[DATA LISTING — start]

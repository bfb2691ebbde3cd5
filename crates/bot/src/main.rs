//! Kalshi Trading Bot
//!
//! Runs two strategies against Kalshi prediction markets under a shared
//! risk ledger: a volatility-edge model on hourly BTC range markets and a
//! deterministic forecast-threshold strategy on daily high-temperature
//! markets. Orders are simulated locally unless LIVE_TRADING is set.

use anyhow::{Context, Result};
use kalshi_core::api::{KalshiAuth, KalshiClient, MarketCatalog, MarketSelector};
use kalshi_core::config::Config;
use kalshi_core::db::{self, cycles::CycleRepository, ledger::LedgerRepository, positions::PositionRepository};
use risk_manager::RiskGuardrail;
use signal_sources::{CoinbaseSpot, NoaaClient, VolEdgeSource, WeatherSource};
use std::sync::Arc;
use tokio::sync::watch;
use trading_engine::{
    DecisionEngine, ExecutionSink, LiveSink, PaperSink, PositionManager, StrategyRunner,
};
use tracing::{info, warn};
use tracing_subscriber::{layer::SubscriberExt, util::SubscriberInitExt};

/// BTC hourly range markets.
const VOL_SERIES: &str = "KXBTC";
/// Daily high-temperature series share this prefix, one per city.
const WEATHER_SERIES_PREFIX: &str = "KXHIGH";

#[tokio::main]
async fn main() -> Result<()> {
    tracing_subscriber::registry()
        .with(
            tracing_subscriber::EnvFilter::try_from_default_env().unwrap_or_else(|_| {
                "bot=info,kalshi_core=info,signal_sources=info,risk_manager=info,trading_engine=info,hyper=warn".into()
            }),
        )
        .with(tracing_subscriber::fmt::layer())
        .init();

    info!("starting kalshi trading bot");

    let config = Config::from_env().context("failed to load configuration")?;

    let pool = db::create_pool(&config.database)
        .await
        .context("failed to connect to database")?;
    db::run_migrations(&pool)
        .await
        .context("failed to run migrations")?;

    let position_repo = Arc::new(PositionRepository::new(pool.clone()));
    let ledger_repo = Arc::new(LedgerRepository::new(pool.clone()));
    let cycle_repo = Arc::new(CycleRepository::new(pool.clone()));

    // Market data comes over signed endpoints, so credentials are needed
    // even for paper runs.
    let access_key = config.kalshi.access_key.clone().ok_or_else(|| {
        anyhow::anyhow!("KALSHI_ACCESS_KEY is required (market data is signed)")
    })?;
    let private_key_pem = config.kalshi.private_key_pem.clone().ok_or_else(|| {
        anyhow::anyhow!("KALSHI_PRIVATE_KEY_PEM is required (market data is signed)")
    })?;
    let auth = KalshiAuth::new(access_key, &private_key_pem)
        .context("failed to load Kalshi signing key")?;
    let client = Arc::new(
        KalshiClient::new(config.kalshi.api_base.clone(), auth)
            .context("failed to build Kalshi client")?,
    );
    let catalog: Arc<dyn MarketCatalog> = client.clone();

    let guardrail = Arc::new(RiskGuardrail::new(config.risk.clone()));
    let manager = Arc::new(PositionManager::with_persistence(
        guardrail,
        position_repo,
        ledger_repo,
    ));

    // Restore durable state. In live mode pending entries are resolved
    // against the exchange's own holdings.
    let exchange_positions = if config.kalshi.live_trading {
        Some(
            client
                .get_positions()
                .await
                .context("failed to fetch exchange positions for recovery")?,
        )
    } else {
        None
    };
    manager
        .recover(exchange_positions.as_deref())
        .await
        .context("failed to recover position state")?;

    let sink: Arc<dyn ExecutionSink> = if config.kalshi.live_trading {
        info!("LIVE TRADING enabled: orders will reach the exchange");
        Arc::new(LiveSink::new(client.clone()))
    } else {
        info!("paper mode: orders are simulated locally");
        Arc::new(PaperSink::new())
    };

    let (shutdown_tx, shutdown_rx) = watch::channel(false);

    let vol_runner = StrategyRunner::new(
        MarketSelector::Series(VOL_SERIES.to_string()),
        catalog.clone(),
        Box::new(VolEdgeSource::new(Box::new(
            CoinbaseSpot::new().context("failed to build spot price client")?,
        ))),
        DecisionEngine::new(config.engine.clone(), config.risk.per_trade_cap),
        manager.clone(),
        sink.clone(),
        Some(cycle_repo.clone()),
        config.engine.clone(),
    );

    let weather_runner = StrategyRunner::new(
        MarketSelector::SeriesPrefix(WEATHER_SERIES_PREFIX.to_string()),
        catalog.clone(),
        Box::new(WeatherSource::new(Box::new(
            NoaaClient::new().context("failed to build forecast client")?,
        ))),
        DecisionEngine::new(config.engine.clone(), config.risk.per_trade_cap),
        manager.clone(),
        sink.clone(),
        Some(cycle_repo),
        config.engine.clone(),
    );

    let vol_handle = tokio::spawn(vol_runner.run(shutdown_rx.clone()));
    let weather_handle = tokio::spawn(weather_runner.run(shutdown_rx));

    tokio::signal::ctrl_c()
        .await
        .context("failed to listen for shutdown signal")?;
    info!("shutdown requested, letting in-flight cycles finish");
    shutdown_tx.send(true).ok();

    if let Err(e) = vol_handle.await {
        warn!(error = %e, "vol strategy task ended abnormally");
    }
    if let Err(e) = weather_handle.await {
        warn!(error = %e, "weather strategy task ended abnormally");
    }

    let snapshot = manager.guardrail().snapshot().await;
    info!(
        committed = %snapshot.committed,
        realized_pnl_today = %snapshot.realized_pnl_today,
        "shutdown complete"
    );
    Ok(())
}
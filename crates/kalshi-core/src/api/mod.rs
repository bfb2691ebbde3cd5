//! Exchange API access: request signing and the REST client.

mod auth;
mod client;

pub use auth::{KalshiAuth, SignedHeaders};
pub use client::{ExchangePosition, KalshiClient, OrderFill};

use crate::types::Market;
use crate::Result;
use async_trait::async_trait;

/// Which slice of the exchange a strategy trades.
#[derive(Debug, Clone, PartialEq, Eq)]
pub enum MarketSelector {
    /// A single series, e.g. "KXBTC".
    Series(String),
    /// Every series whose ticker starts with the prefix, e.g. "KXHIGH"
    /// for the daily-high temperature family.
    SeriesPrefix(String),
}

impl MarketSelector {
    pub fn matches(&self, series_ticker: &str) -> bool {
        match self {
            MarketSelector::Series(s) => series_ticker == s,
            MarketSelector::SeriesPrefix(p) => series_ticker.starts_with(p.as_str()),
        }
    }
}

/// Read-only view of tradeable markets. Implemented by the live REST client
/// and by in-memory fixtures in tests.
#[async_trait]
pub trait MarketCatalog: Send + Sync {
    /// All open markets matching the selector, with current quotes.
    async fn refresh(&self, selector: &MarketSelector) -> Result<Vec<Market>>;

    /// Latest snapshot of a single market.
    async fn quote(&self, ticker: &str) -> Result<Market>;
}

[DATA LISTING — finish]

■ WORK INSTRUCTION: Could you set down, exactly as written, the lines above between the one holding "let exchange_positions = if" and the one holding "if let Err(e) = vol_handle.await", inclusive, and nothing more?

■ ANSWER BOX:
    let exchange_positions = if config.kalshi.live_trading {
        Some(
            client
                .get_positions()
                .await
                .context("failed to fetch exchange positions for recovery")?,
        )
    } else {
        None
    };
    manager
        .recover(exchange_positions.as_deref())
        .await
        .context("failed to recover position state")?;

    let sink: Arc<dyn ExecutionSink> = if config.kalshi.live_trading {
        info!("LIVE TRADING enabled: orders will reach the exchange");
        Arc::new(LiveSink::new(client.clone()))
    } else {
        info!("paper mode: orders are simulated locally");
        Arc::new(PaperSink::new())
    };

    let (shutdown_tx, shutdown_rx) = watch::channel(false);

    let vol_runner = StrategyRunner::new(
        MarketSelector::Series(VOL_SERIES.to_string()),
        catalog.clone(),
        Box::new(VolEdgeSource::new(Box::new(
            CoinbaseSpot::new().context("failed to build spot price client")?,
        ))),
        DecisionEngine::new(config.engine.clone(), config.risk.per_trade_cap),
        manager.clone(),
        sink.clone(),
        Some(cycle_repo.clone()),
        config.engine.clone(),
    );

    let weather_runner = StrategyRunner::new(
        MarketSelector::SeriesPrefix(WEATHER_SERIES_PREFIX.to_string()),
        catalog.clone(),
        Box::new(WeatherSource::new(Box::new(
            NoaaClient::new().context("failed to build forecast client")?,
        ))),
        DecisionEngine::new(config.engine.clone(), config.risk.per_trade_cap),
        manager.clone(),
        sink.clone(),
        Some(cycle_repo),
        config.engine.clone(),
    );

    let vol_handle = tokio::spawn(vol_runner.run(shutdown_rx.clone()));
    let weather_handle = tokio::spawn(weather_runner.run(shutdown_rx));

    tokio::signal::ctrl_c()
        .await
        .context("failed to listen for shutdown signal")?;
    info!("shutdown requested, letting in-flight cycles finish");
    shutdown_tx.send(true).ok();

    if let Err(e) = vol_handle.await {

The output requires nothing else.